| EXERCISE |
Using the listing below, show all lines that hold the word "orthogonal".

| INFORMATION PROVIDED |

/*
 * SPDX-FileCopyrightText: 2025 Tommaso Fontana
 * SPDX-FileCopyrightText: 2025 Sebastiano Vigna
 *
 * SPDX-License-Identifier: Apache-2.0 OR LGPL-2.1-or-later
 */

//! Spatial mesh types and the immutable per-rank grid view.
//!
//! A [`GridView`] is the per-rank slice of a distributed mesh: the cells the
//! rank owns, plus fully materialized *ghost* copies of every neighboring
//! cell owned by another rank. Views are immutable after construction; the
//! sweep machinery only ever reads them.

pub mod orthogonal;

use crate::errors::SweepError;
use crate::math::norm;
use anyhow::{ensure, Result};
use std::collections::HashMap;

pub mod prelude {
    pub use super::orthogonal::{OrthogonalMesher, Partition};
    pub use super::{Cell, CellType, Face, FaceHistogram, GridView, Neighbor};
}

/// Geometric cell classes supported by the sweep core.
#[derive(Debug, Clone, Copy, PartialEq, Eq)]
pub enum CellType {
    Slab,
    Polygon,
    Polyhedron,
}

/// What lies on the other side of a face.
#[derive(Debug, Clone, Copy, PartialEq, Eq)]
pub enum Neighbor {
    /// A cell owned by this rank, by local id.
    Local(u32),
    /// A cell owned by another rank; a ghost copy is available.
    Ghost { rank: u32, global_id: u64 },
    /// A domain boundary, by boundary id.
    Boundary(u64),
}

impl Neighbor {
    pub fn is_boundary(&self) -> bool {
        matches!(self, Neighbor::Boundary(_))
    }
}

/// A cell face: an ordered node list, an outward unit normal and a neighbor.
#[derive(Debug, Clone)]
pub struct Face {
    /// Indices into the grid node table, ordered consistently with the cell.
    pub nodes: Vec<usize>,
    /// Outward unit normal.
    pub normal: [f64; 3],
    pub area: f64,
    pub centroid: [f64; 3],
    pub neighbor: Neighbor,
}

impl Face {
    pub fn has_neighbor(&self) -> bool {
        !self.neighbor.is_boundary()
    }
}

/// A mesh cell with its ordered face list.
#[derive(Debug, Clone)]
pub struct Cell {
    pub global_id: u64,
    /// Dense on the owning rank; meaningless for ghost copies.
    pub local_id: u32,
    pub material_id: u32,
    pub cell_type: CellType,
    pub centroid: [f64; 3],
    pub volume: f64,
    pub faces: Vec<Face>,
}

impl Cell {
    /// Diameter of the cell bounding box, used to scale node-matching
    /// tolerances.
    pub fn diameter(&self, grid: &GridView) -> f64 {
        let mut lo = [f64::INFINITY; 3];
        let mut hi = [f64::NEG_INFINITY; 3];
        for face in &self.faces {
            for &n in &face.nodes {
                let p = grid.nodes[n];
                for d in 0..3 {
                    lo[d] = lo[d].min(p[d]);
                    hi[d] = hi[d].max(p[d]);
                }
            }
        }
        norm([hi[0] - lo[0], hi[1] - lo[1], hi[2] - lo[2]])
    }
}

/// The immutable per-rank view of the distributed mesh.
#[derive(Debug, Clone)]
pub struct GridView {
    pub rank: usize,
    pub num_ranks: usize,
    /// Spatial dimension (1, 2 or 3).
    pub dim: usize,
    /// Node coordinates, shared by local and ghost cells.
    pub nodes: Vec<[f64; 3]>,
    /// Cells owned by this rank, indexed by local id.
    pub local_cells: Vec<Cell>,
    ghost_cells: HashMap<u64, Cell>,
    /// Boundary ids that appear on at least one local face.
    pub boundary_ids: Vec<u64>,
}

impl GridView {
    /// Builds a view and validates its geometry.
    ///
    /// Every face normal must be a unit vector; anything else is
    /// [`SweepError::BadGeometry`].
    pub fn new(
        rank: usize,
        num_ranks: usize,
        dim: usize,
        nodes: Vec<[f64; 3]>,
        local_cells: Vec<Cell>,
        ghost_cells: HashMap<u64, Cell>,
    ) -> Result<Self> {
        let mut boundary_ids = Vec::new();
        for cell in &local_cells {
            for face in &cell.faces {
                let len = norm(face.normal);
                if (len - 1.0).abs() > 1e-10 {
                    return Err(SweepError::BadGeometry(format!(
                        "face normal of cell {} has length {len}",
                        cell.global_id
                    ))
                    .into());
                }
                if let Neighbor::Boundary(bid) = face.neighbor {
                    if !boundary_ids.contains(&bid) {
                        boundary_ids.push(bid);
                    }
                }
            }
        }
        boundary_ids.sort_unstable();
        ensure!(
            local_cells
                .iter()
                .enumerate()
                .all(|(i, c)| c.local_id as usize == i),
            "local ids must be dense and ordered"
        );
        Ok(GridView {
            rank,
            num_ranks,
            dim,
            nodes,
            local_cells,
            ghost_cells,
            boundary_ids,
        })
    }

    pub fn num_local_cells(&self) -> usize {
        self.local_cells.len()
    }

    /// Returns the ghost copy of a remote cell, if this rank borders it.
    pub fn ghost_cell(&self, global_id: u64) -> Option<&Cell> {
        self.ghost_cells.get(&global_id)
    }

    /// Global ids of all ghost cells, sorted.
    pub fn ghost_global_ids(&self) -> Vec<u64> {
        let mut ids: Vec<u64> = self.ghost_cells.keys().copied().collect();
        ids.sort_unstable();
        ids
    }

    /// Builds the face-node-count histogram used to pre-size flux storage.
    pub fn face_histogram(&self) -> FaceHistogram {
        let mut counts: HashMap<usize, usize> = HashMap::new();
        for cell in &self.local_cells {
            for face in &cell.faces {
                *counts.entry(face.nodes.len()).or_insert(0) += 1;
            }
        }
        let mut bins: Vec<(usize, usize)> = counts.into_iter().collect();
        bins.sort_unstable();
        FaceHistogram { bins }
    }
}

/// Distribution of face node counts across the local grid.
///
/// The flux data structures use it to reserve slot storage up front instead
/// of growing it during the template walk.
#[derive(Debug, Clone)]
pub struct FaceHistogram {
    /// `(face_node_count, number_of_faces)`, ascending by node count.
    pub bins: Vec<(usize, usize)>,
}

impl FaceHistogram {
    /// Total number of local faces.
    pub fn num_faces(&self) -> usize {
        self.bins.iter().map(|&(_, c)| c).sum()
    }

    /// Upper bound on nodes per face.
    pub fn max_face_nodes(&self) -> usize {
        self.bins.last().map(|&(n, _)| n).unwrap_or(0)
    }

    /// Total face-node payload across all local faces.
    pub fn total_face_nodes(&self) -> usize {
        self.bins.iter().map(|&(n, c)| n * c).sum()
    }
}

| ANSWER BOX |
pub mod orthogonal;
    pub use super::orthogonal::{OrthogonalMesher, Partition};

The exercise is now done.